El origen de eso es su debilidad mental, tan grave
como su debilidad física; tal vez incluso aún más grave. A todas luces, su
sufrimiento tiene su origen en su anatomía, algo antinatural que hace de él un
mutante; persona gordi-flaca,
distrofia muscular.
Él me pegó (me apuñaló) por la espalda, mi familia
completó la agresión meses más tarde. Cuando sucedió eso, a mi padre le quedaban
nueve años de vida, y viviría torturándome hasta el último día de su
existencia. Cuando murió mi progenitor, mi situación no cambió (no mejoró)
mucho, seguí viviendo en la desesperación. Intenté trabajar, lo hice, pero todo
resultó inútil. A partir de que renuncié a ese primer empleo de toda mi vida,
en febrero de 1997, tuvieron que pasar más de 17 años, antes de que pudiera
conseguir algo a lo que pudiera llamar empleo, que no fueran ocupaciones
denigrantes porque involucraban labores para las que no se requiere casi nada
de capacidad mental/intelectual, como “operador”, eufemismo de la palabra
obrero.
David es un ejemplo típico de un individuo que evitó
enfrentar la realidad, la verdad, lo cual dio origen a su patología en extremo
grave, su megalomanía; y al cometer esa vileza, traicionar a un hombre que
confió en él, a quien llamó “amigo”, se dirigió hacia un precipicio, asegurando
así su autodestrucción.
Cuando recuerdos de él broten en mi mente, en mi
memoria, un mecanismo mental me permitirá suprimir el malestar muy severo que
me ha aquejado al recordar a un individuo como ese. Ya no me expresaré de su
persona usando adjetivos, palabras, muy ofensivas, como “ultra cobarde”, “ultra
maricón”, “histérico nivel mujer menopáusica o postmenopáusica”, etc.

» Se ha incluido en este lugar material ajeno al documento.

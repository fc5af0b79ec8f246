//! Application configuration loading for CLI defaults.
//!
//! The optional file uses simple `key = value` lines in TOML syntax:
//!
//! ```toml
//! download_dir = "~/Documents/ADP"
//! url = "https://adpworld.adp.com"
//! headless = false
//! timeout_minutes = 30
//! ```
//!
//! Values given on the command line take precedence.

use std::env;
use std::fs;
use std::path::{Path, PathBuf};

use anyhow::{Context, Result, bail};
use tracing::debug;

/// Directory name under the user's config directory.
const CONFIG_DIR_NAME: &str = "adp-docs";

/// Default download directory, relative to the home directory.
const DEFAULT_DOWNLOAD_SUBDIR: [&str; 2] = ["Downloads", "adpworld.adp.com"];

/// File configuration for adp-docs defaults.
#[derive(Debug, Clone, Default, PartialEq, Eq)]
pub struct FileConfig {
    /// Directory documents are downloaded to and processed in.
    pub download_dir: Option<PathBuf>,
    /// Portal URL.
    pub url: Option<String>,
    /// Run Chrome headless.
    pub headless: Option<bool>,
    /// Overall browser-phase timeout in minutes.
    pub timeout_minutes: Option<u64>,
}

impl FileConfig {
    /// Validates config values against the CLI constraints.
    pub fn validate(&self) -> Result<()> {
        if let Some(timeout) = self.timeout_minutes
            && !(1..=1440).contains(&timeout)
        {
            bail!("Invalid config value for `timeout_minutes`: {timeout}. Expected range: 1..=1440");
        }
        if let Some(url) = &self.url
            && url::Url::parse(url).is_err()
        {
            bail!("Invalid config value for `url`: '{url}' is not an absolute URL");
        }
        Ok(())
    }
}

/// Resolves default config path.
///
/// Priority:
/// 1. `$XDG_CONFIG_HOME/adp-docs/config.toml`
/// 2. `$HOME/.config/adp-docs/config.toml`
#[must_use]
pub fn resolve_default_config_path() -> Option<PathBuf> {
    if let Some(xdg_config_home) = env_var_non_empty_os("XDG_CONFIG_HOME") {
        return Some(
            PathBuf::from(xdg_config_home)
                .join(CONFIG_DIR_NAME)
                .join("config.toml"),
        );
    }

    let home = env_var_non_empty_os("HOME")?;
    Some(
        PathBuf::from(home)
            .join(".config")
            .join(CONFIG_DIR_NAME)
            .join("config.toml"),
    )
}

fn env_var_non_empty_os(name: &str) -> Option<std::ffi::OsString> {
    let value = env::var_os(name)?;
    if value.is_empty() { None } else { Some(value) }
}

/// Default directory for downloads and processing: `~/Downloads/adpworld.adp.com`.
pub fn default_download_dir() -> Result<PathBuf> {
    let home = dirs::home_dir().context("Could not determine the home directory")?;
    Ok(DEFAULT_DOWNLOAD_SUBDIR
        .iter()
        .fold(home, |path, part| path.join(part)))
}

/// Loads config from the default path if present.
pub fn load_default_file_config() -> Result<Option<FileConfig>> {
    let Some(path) = resolve_default_config_path() else {
        return Ok(None);
    };
    if !path.exists() {
        debug!(path = %path.display(), "no config file");
        return Ok(None);
    }

    let config = load_file_config(&path)?;
    debug!(path = %path.display(), ?config, "loaded config file");
    Ok(Some(config))
}

fn load_file_config(path: &Path) -> Result<FileConfig> {
    let raw = fs::read_to_string(path)
        .with_context(|| format!("Failed to read config file '{}'", path.display()))?;
    parse_config_str(&raw)
        .with_context(|| format!("Failed to parse config file '{}'", path.display()))
}

fn parse_config_str(raw: &str) -> Result<FileConfig> {
    let mut cfg = FileConfig::default();
    for (line_index, raw_line) in raw.lines().enumerate() {
        let line = strip_inline_comment(raw_line).trim();
        if line.is_empty() {
            continue;
        }

        let Some((raw_key, raw_value)) = line.split_once('=') else {
            bail!(
                "Invalid config syntax on line {}: expected key = value",
                line_index + 1
            );
        };

        let key = raw_key.trim();
        let value = raw_value.trim();
        let line_number = line_index + 1;

        match key {
            "download_dir" => {
                let parsed = parse_string_literal(value).with_context(|| {
                    format!("Invalid `download_dir` value on line {line_number}")
                })?;
                cfg.download_dir = Some(expand_home(&parsed));
            }
            "url" => {
                let parsed = parse_string_literal(value)
                    .with_context(|| format!("Invalid `url` value on line {line_number}"))?;
                cfg.url = Some(parsed);
            }
            "headless" => {
                let parsed = parse_boolean(value)
                    .with_context(|| format!("Invalid `headless` value on line {line_number}"))?;
                cfg.headless = Some(parsed);
            }
            "timeout_minutes" => {
                let parsed = parse_integer_u64(value).with_context(|| {
                    format!("Invalid `timeout_minutes` value on line {line_number}")
                })?;
                cfg.timeout_minutes = Some(parsed);
            }
            unknown => {
                bail!("Unknown configuration key: '{unknown}' on line {line_number}");
            }
        }
    }
    cfg.validate()?;
    Ok(cfg)
}

fn strip_inline_comment(line: &str) -> &str {
    let mut in_string = false;
    for (index, ch) in line.char_indices() {
        match ch {
            '"' => in_string = !in_string,
            '#' if !in_string => return &line[..index],
            _ => {}
        }
    }
    line
}

fn parse_string_literal(raw_value: &str) -> Result<String> {
    if raw_value.len() < 2 || !raw_value.starts_with('"') || !raw_value.ends_with('"') {
        bail!("Expected double-quoted string");
    }
    Ok(raw_value[1..raw_value.len() - 1].to_string())
}

fn parse_integer_u64(raw_value: &str) -> Result<u64> {
    let token = raw_value.trim();
    if token.is_empty() {
        bail!("Expected integer value");
    }
    let value = token.parse::<i128>()?;
    if value < 0 {
        bail!("Expected non-negative integer");
    }
    u64::try_from(value).map_err(|_| anyhow::anyhow!("Integer value out of range for u64"))
}

fn parse_boolean(raw_value: &str) -> Result<bool> {
    match raw_value.trim() {
        "true" => Ok(true),
        "false" => Ok(false),
        _ => bail!("Expected 'true' or 'false'"),
    }
}

/// Expands a leading `~/` to the home directory.
fn expand_home(raw: &str) -> PathBuf {
    if let Some(rest) = raw.strip_prefix("~/")
        && let Some(home) = dirs::home_dir()
    {
        return home.join(rest);
    }
    PathBuf::from(raw)
}

#[cfg(test)]
mod tests {
    use super::*;

    #[test]
    fn test_parse_config_all_fields() {
        let raw = r#"
            # adp-docs defaults
            download_dir = "/srv/adp" # NAS share
            url = "https://adpworld.adp.com"
            headless = false
            timeout_minutes = 30
        "#;
        let cfg = parse_config_str(raw).unwrap();
        assert_eq!(cfg.download_dir, Some(PathBuf::from("/srv/adp")));
        assert_eq!(cfg.url.as_deref(), Some("https://adpworld.adp.com"));
        assert_eq!(cfg.headless, Some(false));
        assert_eq!(cfg.timeout_minutes, Some(30));
    }

    #[test]
    fn test_parse_config_partial_fields() {
        let cfg = parse_config_str("headless = true\n").unwrap();
        assert_eq!(cfg.headless, Some(true));
        assert!(cfg.download_dir.is_none());
        assert!(cfg.url.is_none());
        assert!(cfg.timeout_minutes.is_none());
    }

    #[test]
    fn test_parse_config_empty_is_default() {
        assert_eq!(parse_config_str("").unwrap(), FileConfig::default());
    }

    #[test]
    fn test_parse_config_unknown_key_rejected() {
        let err = parse_config_str("password = \"nope\"").unwrap_err();
        assert!(err.to_string().contains("Unknown configuration key"));
    }

    #[test]
    fn test_parse_config_missing_equals_rejected() {
        let err = parse_config_str("headless true").unwrap_err();
        assert!(err.to_string().contains("line 1"));
    }

    #[test]
    fn test_parse_config_unquoted_string_rejected() {
        assert!(parse_config_str("url = https://adpworld.adp.com").is_err());
    }

    #[test]
    fn test_parse_config_timeout_out_of_range_rejected() {
        let err = parse_config_str("timeout_minutes = 0").unwrap_err();
        assert!(err.to_string().contains("timeout_minutes"));
        assert!(parse_config_str("timeout_minutes = -5").is_err());
    }

    #[test]
    fn test_parse_config_relative_url_rejected() {
        assert!(parse_config_str("url = \"/login\"").is_err());
    }

    #[test]
    fn test_strip_inline_comment_keeps_hash_inside_string() {
        assert_eq!(
            strip_inline_comment(r#"download_dir = "/tmp/#adp" # comment"#),
            r#"download_dir = "/tmp/#adp" "#
        );
    }

    #[test]
    fn test_expand_home_leaves_absolute_paths() {
        assert_eq!(expand_home("/srv/adp"), PathBuf::from("/srv/adp"));
    }

    #[test]
    fn test_default_download_dir_ends_with_portal_host() {
        if let Ok(dir) = default_download_dir() {
            assert!(dir.ends_with("Downloads/adpworld.adp.com"));
        }
    }
}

Ya en la séptima década de mi vida (con 62 años de
edad), mi anatomía es la de un hombre delgado pero fuerte, físicamente apto, la
proporción masa muscular/tejido adiposo de mi anatomía es poco común incluso en
hombres que tienen la mitad de mi edad; mi nivel intelectual/cultural es poco
común, etc.
Dice Erich
Fromm (mi gran maestro) que el ser humano lleva consigo tendencias biófilas y
tendencias necrófilas. Eso da lugar a un conflicto interior y de ahí surge la
creatividad. En algunos individuos predominan las tendencias necrófilas; mi padre
y David son ejemplos de eso —con muchos otros, nunca escasos—; y en mí (a
riesgo de parecer narcisista) predominan las tendencias biófilas.
He sido considerado violento, la razón de ello es que
he sido emocionalmente inestable. En parte así nací (parte de mi constitución),
en gran parte el origen de ello es la violencia que dominó mi vida, perpetrada
principalmente por mi padre y por individuos que tenían mucho en común con él.
La verdad es que no soy tan violento.
Ahora que he sido capaz de asimilar mi realidad, mi
historia de vida, y estoy a punto de eliminar ese síntoma tan problemático de
la grave neurosis que me ha aquejado durante tantos años (décadas), la obsesión
—muchísimos recuerdos de violencia perpetrada en mi contra—, puedo alcanzar la
sanación; ello permitirá dar cauce a la creatividad, algo característico del
ser humano, según Erich Fromm, mi gran maestro.